=== Section Start ===

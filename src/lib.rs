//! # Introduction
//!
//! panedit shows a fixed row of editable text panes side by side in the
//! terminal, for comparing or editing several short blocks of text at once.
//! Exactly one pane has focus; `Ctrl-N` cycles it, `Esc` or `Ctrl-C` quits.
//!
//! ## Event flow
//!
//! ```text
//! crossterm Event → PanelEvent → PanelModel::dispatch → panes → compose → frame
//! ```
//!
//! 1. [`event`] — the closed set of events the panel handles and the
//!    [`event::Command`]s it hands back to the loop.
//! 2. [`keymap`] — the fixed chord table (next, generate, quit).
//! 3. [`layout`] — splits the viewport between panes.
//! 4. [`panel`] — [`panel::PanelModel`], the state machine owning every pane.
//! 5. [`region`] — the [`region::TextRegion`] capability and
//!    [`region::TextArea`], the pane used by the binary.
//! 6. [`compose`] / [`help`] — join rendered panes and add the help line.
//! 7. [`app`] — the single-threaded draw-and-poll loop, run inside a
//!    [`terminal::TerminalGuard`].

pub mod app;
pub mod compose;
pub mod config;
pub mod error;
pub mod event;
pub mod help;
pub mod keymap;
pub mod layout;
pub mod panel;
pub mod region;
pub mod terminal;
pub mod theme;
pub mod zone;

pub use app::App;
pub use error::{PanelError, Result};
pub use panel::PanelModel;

=== Section End ===

= WHAT YOU NEED TO DO =
At the line with "side in the", start returning lines exactly, and stop after the final line of the listing.

= WRITTEN SOLUTION =
//! panedit shows a fixed row of editable text panes side by side in the
//! terminal, for comparing or editing several short blocks of text at once.
//! Exactly one pane has focus; `Ctrl-N` cycles it, `Esc` or `Ctrl-C` quits.
//!
//! ## Event flow
//!
//! ```text
//! crossterm Event → PanelEvent → PanelModel::dispatch → panes → compose → frame
//! ```
//!
//! 1. [`event`] — the closed set of events the panel handles and the
//!    [`event::Command`]s it hands back to the loop.
//! 2. [`keymap`] — the fixed chord table (next, generate, quit).
//! 3. [`layout`] — splits the viewport between panes.
//! 4. [`panel`] — [`panel::PanelModel`], the state machine owning every pane.
//! 5. [`region`] — the [`region::TextRegion`] capability and
//!    [`region::TextArea`], the pane used by the binary.
//! 6. [`compose`] / [`help`] — join rendered panes and add the help line.
//! 7. [`app`] — the single-threaded draw-and-poll loop, run inside a
//!    [`terminal::TerminalGuard`].

pub mod app;
pub mod compose;
pub mod config;
pub mod error;
pub mod event;
pub mod help;
pub mod keymap;
pub mod layout;
pub mod panel;
pub mod region;
pub mod terminal;
pub mod theme;
pub mod zone;

pub use app::App;
pub use error::{PanelError, Result};
pub use panel::PanelModel;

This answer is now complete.